Baut man neue Geschäftsmodellvarianten auf, etwa auf der Basis nutzungsbasierter Subskriptionsmodelle, so steht man vor der Herausforderung, eigene datenbasierte Digitalplattformen aufzubauen.

Zum Thema Robotic Process Automation. Wie nehmen Sie den Einsatz von RPA-Technologien in Unternehmen wahr?

Als Wirtschaftsinformatiker begeistert mich das Thema enorm. Unsere Rolle im Unternehmen besteht darin, die unternehmensweiten Prozesse mit der richtigen IT-Technologie optimal zu gestalten. RPA ist hierfür geradezu ein Produktivitäts-Booster, sofern es sich um Prozesse handelt, die eine geringe Komplexität aufweisen, in großer Häufigkeit durchgeführt werden und regelbasiert beschrieben werden können.

Welchen Einfluss kann RPA auf die eben genannten Herausforderungen haben?

Die Mittelstandsunternehmen, die das Potenzial erkannt haben und RPA frühzeitig eingesetzt haben, konnten ihre Prozesse mit relativ geringem Aufwand deutlich automatisieren. Ich beobachte zudem, dass mit dem Einsatz von RPA die Fantasie in Fachbereich und IT für weitere Prozessautomatisierungen steigt, da sich recht schnell die Erfolge bei der Umsetzung zeigen.
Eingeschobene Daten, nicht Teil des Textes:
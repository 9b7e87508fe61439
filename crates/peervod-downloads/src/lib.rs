//! Backend-agnostic download interfaces and DTOs for the peervod workspace.
//!
//! The [`DownloadProvider`] trait models the remote download manager the
//! mobile surfaces talk to: fire-and-forget requests, with results read back
//! on a later poll as subject-tagged [`DownloadSnapshot`]s. A scripted
//! [`StubProvider`] double backs tests and the demo harness.

mod error;
pub mod model;
pub mod provider;

pub use error::{DownloadError, DownloadResult};
pub use model::{DownloadSnapshot, DownloadState, InfoHash};
pub use provider::{DownloadProvider, StubProvider};
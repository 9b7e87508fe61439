//! Application bootstrap and environment loading.

use peervod_downloads::DownloadError;
use peervod_streaming::{StreamError, StreamingConfig};
use peervod_telemetry::{LoggingConfig, init_logging};
use thiserror::Error;

use crate::demo;

/// Environment override for the playback-readiness poll interval.
const POLL_MS_VAR: &str = "PEERVOD_POLL_MS";

/// Primary error type for application startup.
#[derive(Debug, Error)]
pub enum AppError {
    /// Telemetry bootstrap failed.
    #[error("failed to initialise logging")]
    Logging(#[source] anyhow::Error),
    /// An environment override could not be parsed.
    #[error("invalid environment override")]
    InvalidEnv {
        /// Variable that failed to parse.
        variable: &'static str,
        /// Offending value supplied by the environment.
        value: String,
    },
    /// The streaming flow could not be assembled or started.
    #[error(transparent)]
    Stream(#[from] StreamError),
    /// A demo fixture was invalid.
    #[error(transparent)]
    Download(#[from] DownloadError),
    /// The demo locator was not a valid URL.
    #[error("invalid demo locator")]
    Locator(#[from] url::ParseError),
    /// The demo flow did not resolve in time.
    #[error("demo flow timed out")]
    DemoTimedOut,
}

/// Convenience alias for application results.
pub type AppResult<T> = Result<T, AppError>;

/// Bootstrap logging, read environment overrides, and run the demo flow.
///
/// # Errors
///
/// Returns an error when logging cannot be installed, an environment
/// override is malformed, or the demo flow fails to resolve.
pub async fn run_app() -> AppResult<()> {
    init_logging(&LoggingConfig::default()).map_err(AppError::Logging)?;
    let config = config_from_env()?;
    let state = demo::run_demo(&config).await?;
    tracing::info!(state = ?state, "demo flow resolved");
    Ok(())
}

fn config_from_env() -> AppResult<StreamingConfig> {
    let mut config = StreamingConfig::default();
    if let Ok(value) = std::env::var(POLL_MS_VAR) {
        config.poll_interval_ms = value.parse().map_err(|_| AppError::InvalidEnv {
            variable: POLL_MS_VAR,
            value,
        })?;
    }
    Ok(config)
}
#![forbid(unsafe_code)]
#![deny(
    warnings,
    dead_code,
    unused,
    unused_imports,
    unused_must_use,
    unreachable_pub,
    clippy::all,
    clippy::pedantic,
    clippy::cargo,
    clippy::nursery,
    rustdoc::broken_intra_doc_links,
    rustdoc::bare_urls,
    missing_docs
)]
#![allow(clippy::multiple_crate_versions)]

//! Peervod application bootstrap wiring.
//!
//! Layout: `bootstrap.rs` (logging and environment wiring), `demo.rs`
//! (scripted end-to-end run of the stream launch flow).

/// Application bootstrap and environment loading.
pub mod bootstrap;
/// Scripted end-to-end demonstration flow.
pub mod demo;

pub use bootstrap::{AppError, AppResult, run_app};
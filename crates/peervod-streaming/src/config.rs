//! Cadence settings for the streaming flows.

use std::time::Duration;

use serde::{Deserialize, Serialize};

use crate::error::ConfigError;

/// Interval between playback-readiness polls.
const DEFAULT_POLL_INTERVAL_MS: u64 = 1_000;
/// Interval between detail view refreshes.
const DEFAULT_DETAIL_INTERVAL_MS: u64 = 2_000;

/// Polling cadence for the stream launch flow and the detail watcher.
#[derive(Debug, Clone, PartialEq, Eq, Serialize, Deserialize)]
#[serde(default)]
pub struct StreamingConfig {
    /// Milliseconds between playback-readiness polls.
    pub poll_interval_ms: u64,
    /// Milliseconds between detail view refreshes.
    pub detail_interval_ms: u64,
}

impl Default for StreamingConfig {
    fn default() -> Self {
        Self {
            poll_interval_ms: DEFAULT_POLL_INTERVAL_MS,
            detail_interval_ms: DEFAULT_DETAIL_INTERVAL_MS,
        }
    }
}

impl StreamingConfig {
    /// Check that every cadence is usable.
    ///
    /// # Errors
    ///
    /// Returns [`ConfigError::InvalidField`] when an interval is zero.
    pub const fn validate(&self) -> Result<(), ConfigError> {
        if self.poll_interval_ms == 0 {
            return Err(ConfigError::InvalidField {
                field: "poll_interval_ms",
                reason: "must be greater than zero",
            });
        }
        if self.detail_interval_ms == 0 {
            return Err(ConfigError::InvalidField {
                field: "detail_interval_ms",
                reason: "must be greater than zero",
            });
        }
        Ok(())
    }

    /// Playback-readiness poll interval as a [`Duration`].
    #[must_use]
    pub const fn poll_interval(&self) -> Duration {
        Duration::from_millis(self.poll_interval_ms)
    }

    /// Detail refresh interval as a [`Duration`].
    #[must_use]
    pub const fn detail_interval(&self) -> Duration {
        Duration::from_millis(self.detail_interval_ms)
    }
}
Was fehlt Ihrer Meinung nach aktuell beim Einsatz von RPA, um auf die Herausforderungen der Digitalisierung zu reagieren?

RPA bietet sich für strukturierte Prozesse und Routineaufgaben in einer heterogenen IT-Systemlandschaft an und automatisiert de facto die Schnittstellen zwischen Mensch und Maschine. Somit stellt RPA einen guten Einstieg in die Digitalisierung dar. Sofern aber darüber hinaus Intelligenz im Prozess erforderlich ist oder die Daten nur in unstrukturierter Form vorkommen, kommt RPA derzeit an ihre Grenzen.

Sie beschäftigen sich seit Jahren mit der Frage, wie man Ressourcen und Kräfte optimal einsetzt, um überproportionale Ergebnisse zu erzielen. Kann in diesem Zusammenhang RPA eine Rolle spielen?

Ich halte RPA für eine wesentliche Technologie, um Routineprozesse und aufwendige Schnittstellen zu automatisieren. Gerade in einer komplexen, gewachsenen IT-Systemlandschaft mit vielen heterogenen Anwendungen kann RPA – methodisch richtig angewandt – ihre Stärke ausspielen.

Gelegentlich wird RPA nur als eine Brückentechnologie abgetan – wie ist Ihre Einschätzung dazu?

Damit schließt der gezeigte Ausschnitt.